The theatre comes from the plating and presentation of the dishes. Each plate is unique in how it is served and how the diner experiences it. I don’t want to give too much away, but there is a course without cutlery, for example. Diners are encouraged to lick the plate and then lick their fingers at the end. It’s not like that for the entire meal, but I wanted to bring something different to the table! I would say it takes two to three hours for the 12-course meal, especially with a wine pairing; but our lower ground floor will also be serving a six-course menu, which diners can choose if they wish.

You mention holding an extensive collection of wines...
Our wonderful sommelier Filippo Carnevale has curated the wine list at Amethyst. We offer a classic wine pairing option plus a Prestige collection with rare vintages. Filippo has meticulously gone through the flavour profiles of each dish to pair with the wines and will also adjust to a guest’s personal taste. Among all the wines features you can find include: 2016 Meursault `Les Narvaux` Yves Boyer-Martenot; a 2002 Château Cos d'Estournel; and the 1997 Saintsbury, Brown Ranch Pinot Noir, Los Carneros.

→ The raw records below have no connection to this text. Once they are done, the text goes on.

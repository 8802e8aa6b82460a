//! Transform Module
//!
//! Runs the full pipeline on one component and writes the resolved styles back
//! into its source as inline `style` attributes.

#[cfg(feature = "napi")]
use napi_derive::napi;
use oxc_allocator::Allocator;
use oxc_ast::ast::*;
use oxc_ast_visit::{walk, Visit};
use oxc_parser::Parser;
use oxc_span::{GetSpan, SourceType, Span};
use serde::{Deserialize, Serialize};
use std::collections::BTreeMap;
use tracing::debug;

use crate::class_list::split_top_level;
use crate::color::ColorFormat;
use crate::parse::parse_component;
use crate::resolve::{declaration_css, resolve_styles, to_camel_case, ResolvedStyle};
use crate::stylesheet::{parse_stylesheet, StyleDeclaration};
use crate::validate::{CompilerError, ComponentIR, SourceLocation, ERR_DYNAMIC_STYLE};

// ═══════════════════════════════════════════════════════════════════════════════
// OPTIONS & OUTPUT
// ═══════════════════════════════════════════════════════════════════════════════

#[derive(Debug, Clone, Serialize, Deserialize, PartialEq)]
#[serde(rename_all = "camelCase", default)]
pub struct TransformOptions {
    /// Modules whose imports are platform components rather than local ones.
    pub native_component_sources: Vec<String>,
    /// Expand utility classes into declarations.
    pub utilities: bool,
    /// Only style elements inside `compileMode` subtrees.
    pub compile_mode_only: bool,
    pub color_format: ColorFormat,
    /// Fail on the first diagnostic instead of reporting it.
    pub strict: bool,
}

impl Default for TransformOptions {
    fn default() -> Self {
        Self {
            native_component_sources: vec!["@tarojs/components".to_string()],
            utilities: true,
            compile_mode_only: false,
            color_format: ColorFormat::Hex,
            strict: false,
        }
    }
}

impl TransformOptions {
    pub fn from_json(json: &str) -> Result<Self, serde_json::Error> {
        serde_json::from_str(json)
    }
}

#[derive(Debug, Clone, Serialize, Deserialize)]
#[serde(rename_all = "camelCase")]
pub struct TransformOutput {
    pub code: String,
    pub component: ComponentIR,
    pub styles: BTreeMap<u32, ResolvedStyle>,
    pub diagnostics: Vec<CompilerError>,
}

// ═══════════════════════════════════════════════════════════════════════════════
// INLINE STYLE HELPERS
// ═══════════════════════════════════════════════════════════════════════════════

/// Declarations of a `style="a:b;c:d"` string.
pub fn parse_inline_style(style: &str) -> Vec<StyleDeclaration> {
    split_top_level(style, ';')
        .into_iter()
        .filter_map(|decl| {
            let (property, value) = decl.split_once(':')?;
            let property = property.trim();
            if property.is_empty() {
                return None;
            }
            Some(StyleDeclaration::new(property.to_ascii_lowercase(), value.trim()))
        })
        .collect()
}

/// Swap the surrounding quote character out of `css` so it can be embedded.
fn fit_quotes(css: &str, quote: char) -> String {
    match quote {
        '"' => css.replace('"', "'"),
        '\'' => css.replace('\'', "\""),
        _ => css.to_string(),
    }
}

fn js_string(value: &str) -> String {
    format!("'{}'", value.replace('\\', "\\\\").replace('\'', "\\'"))
}

fn object_key(key: &str) -> String {
    let mut chars = key.chars();
    let is_ident = chars
        .next()
        .map_or(false, |c| c.is_ascii_alphabetic() || c == '_' || c == '$')
        && chars.all(|c| c.is_ascii_alphanumeric() || c == '_' || c == '$');
    if is_ident {
        key.to_string()
    } else {
        js_string(key)
    }
}

// ═══════════════════════════════════════════════════════════════════════════════
// STYLE INJECTION
// ═══════════════════════════════════════════════════════════════════════════════

struct StyleInjector<'t> {
    source: &'t str,
    file_path: &'t str,
    styles: &'t BTreeMap<u32, ResolvedStyle>,
    /// (start, end, replacement), applied back to front.
    replacements: Vec<(u32, u32, String)>,
    diagnostics: Vec<CompilerError>,
}

impl<'t> StyleInjector<'t> {
    fn text(&self, span: Span) -> &'t str {
        self.source
            .get(span.start as usize..span.end as usize)
            .unwrap_or_default()
    }

    /// Offset just past the last attribute (or the tag name), before `>` or `/>`.
    fn insertion_point(&self, element: &JSXOpeningElement<'_>) -> u32 {
        let text = self.text(element.span);
        let head = text.strip_suffix('>').unwrap_or(text).trim_end();
        let head = head.strip_suffix('/').unwrap_or(head).trim_end();
        element.span.start + head.len() as u32
    }

    fn inject(&mut self, element: &JSXOpeningElement<'_>, style: &ResolvedStyle) {
        let style_attr = element.attributes.iter().find_map(|item| match item {
            JSXAttributeItem::Attribute(attr)
                if matches!(&attr.name, JSXAttributeName::Identifier(id) if id.name.as_str() == "style") =>
            {
                Some(attr)
            }
            _ => None,
        });

        let Some(attr) = style_attr else {
            let at = self.insertion_point(element);
            let css = fit_quotes(&style.to_style_string(), '"');
            self.replacements.push((at, at, format!(" style=\"{}\"", css)));
            return;
        };

        match &attr.value {
            None => self.replace_attribute(attr.span, style),
            Some(JSXAttributeValue::StringLiteral(s)) => self.merge_string(s.span, s.value.as_str(), style),
            Some(JSXAttributeValue::ExpressionContainer(container)) => {
                match container.expression.as_expression() {
                    Some(Expression::StringLiteral(s)) => {
                        self.merge_string(s.span, s.value.as_str(), style)
                    }
                    Some(Expression::ObjectExpression(object)) => self.merge_object(object, style),
                    _ => self.report_dynamic(attr.span, style),
                }
            }
            Some(_) => self.report_dynamic(attr.span, style),
        }
    }

    fn replace_attribute(&mut self, span: Span, style: &ResolvedStyle) {
        let css = fit_quotes(&style.to_style_string(), '"');
        self.replacements
            .push((span.start, span.end, format!("style=\"{}\"", css)));
    }

    /// Inline declarations keep their value; resolved ones fill in the rest.
    fn merge_string(&mut self, span: Span, inline: &str, style: &ResolvedStyle) {
        let existing = parse_inline_style(inline);
        let missing: String = style
            .declarations
            .iter()
            .filter(|d| !existing.iter().any(|e| e.property == d.property))
            .map(declaration_css)
            .collect();
        if missing.is_empty() {
            return;
        }

        let mut merged = inline.trim().to_string();
        if !merged.is_empty() && !merged.ends_with(';') {
            merged.push(';');
        }
        merged.push_str(&missing);

        let quote = self.text(span).chars().next().unwrap_or('"');
        self.replacements.push((
            span.start,
            span.end,
            format!("{q}{}{q}", fit_quotes(&merged, quote), q = quote),
        ));
    }

    /// Style objects have no `!important`; appended keys carry the value only.
    fn merge_object(&mut self, object: &ObjectExpression<'_>, style: &ResolvedStyle) {
        let existing: Vec<String> = object
            .properties
            .iter()
            .filter_map(|prop| match prop {
                ObjectPropertyKind::ObjectProperty(p) => match &p.key {
                    PropertyKey::StaticIdentifier(id) => Some(id.name.to_string()),
                    PropertyKey::StringLiteral(s) => Some(s.value.to_string()),
                    _ => None,
                },
                ObjectPropertyKind::SpreadProperty(_) => None,
            })
            .collect();

        let missing: Vec<String> = style
            .declarations
            .iter()
            .filter_map(|d| {
                let key = to_camel_case(&d.property);
                if existing.iter().any(|e| *e == key || *e == d.property) {
                    return None;
                }
                Some(format!("{}: {}", object_key(&key), js_string(&d.value)))
            })
            .collect();
        if missing.is_empty() {
            return;
        }

        let entries = missing.join(", ");
        match object.properties.last() {
            Some(last) => {
                let end = last.span().end;
                self.replacements.push((end, end, format!(", {}", entries)));
            }
            None => self.replacements.push((
                object.span.start + 1,
                object.span.end - 1,
                format!(" {} ", entries),
            )),
        }
    }

    fn report_dynamic(&mut self, span: Span, style: &ResolvedStyle) {
        let location = SourceLocation::from_offset(self.source, span.start);
        self.diagnostics.push(
            CompilerError::detached(
                ERR_DYNAMIC_STYLE,
                "Resolved styles were not merged into a computed style expression",
            )
            .located(self.file_path, &location)
            .with_context(self.text(span))
            .with_hint(format!(
                "Merge these declarations by hand: {}",
                style.to_style_string()
            )),
        );
    }
}

impl<'a> Visit<'a> for StyleInjector<'_> {
    fn visit_jsx_opening_element(&mut self, element: &JSXOpeningElement<'a>) {
        if let Some(style) = self.styles.get(&element.span.start) {
            if !style.is_empty() {
                self.inject(element, style);
            }
        }
        walk::walk_jsx_opening_element(self, element);
    }
}

// ═══════════════════════════════════════════════════════════════════════════════
// ENTRY POINTS
// ═══════════════════════════════════════════════════════════════════════════════

pub fn transform_source(
    source: &str,
    file_path: &str,
    stylesheet: Option<&str>,
    options: &TransformOptions,
) -> Result<TransformOutput, CompilerError> {
    let component = parse_component(source, file_path, options)?;

    let sheet_path = component
        .style_imports
        .first()
        .map(String::as_str)
        .unwrap_or(file_path);
    let sheet = stylesheet
        .map(|css| parse_stylesheet(css, sheet_path))
        .transpose()?;

    let resolution = resolve_styles(&component, sheet.as_ref(), options);

    let allocator = Allocator::default();
    let source_type = SourceType::default()
        .with_module(true)
        .with_typescript(true)
        .with_jsx(true);
    let ret = Parser::new(&allocator, source, source_type).parse();

    let mut injector = StyleInjector {
        source,
        file_path,
        styles: &resolution.styles,
        replacements: Vec::new(),
        diagnostics: Vec::new(),
    };
    injector.visit_program(&ret.program);

    let mut replacements = injector.replacements;
    replacements.sort_by(|a, b| b.0.cmp(&a.0));
    let mut code = source.to_string();
    for (start, end, replacement) in &replacements {
        code.replace_range((*start as usize)..(*end as usize), replacement);
    }

    let mut diagnostics = resolution.diagnostics;
    diagnostics.extend(injector.diagnostics);
    if options.strict {
        if let Some(first) = diagnostics.into_iter().next() {
            return Err(first);
        }
        diagnostics = Vec::new();
    }

    debug!(
        file = file_path,
        edits = replacements.len(),
        diagnostics = diagnostics.len(),
        "transformed component"
    );

    Ok(TransformOutput {
        code,
        component,
        styles: resolution.styles,
        diagnostics,
    })
}

#[cfg(feature = "napi")]
#[napi]
pub fn transform_native(
    source: String,
    file_path: String,
    stylesheet: Option<String>,
    options_json: Option<String>,
) -> napi::Result<String> {
    let options = match options_json {
        Some(json) => TransformOptions::from_json(&json)
            .map_err(|e| napi::Error::from_reason(format!("Options parse error: {}", e)))?,
        None => TransformOptions::default(),
    };
    let output = transform_source(&source, &file_path, stylesheet.as_deref(), &options)
        .map_err(|e| napi::Error::from_reason(e.to_string()))?;
    serde_json::to_string(&output)
        .map_err(|e| napi::Error::from_reason(format!("Serialize error: {}", e)))
}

Your first solo restaurant, Xier, launched in 2018 and then closed in 2020 as a result of the Covid-19 pandemic. What are your learnings from that whole experience?
It was a tough time for the industry and know we are still facing challenges now. However, I learnt a lot during my time running Xier and have taken these on board for Amethyst. I’m glad to be back in the kitchen and welcoming guests into my restaurant again.

Do you any ambitions to resurrect Xier one day?
Right now, my focus is on Amethyst. I want to make Amethyst the best it can be and I’m excited to see where it will go. Maybe further in the future, I could see another restaurant, but not for Xier.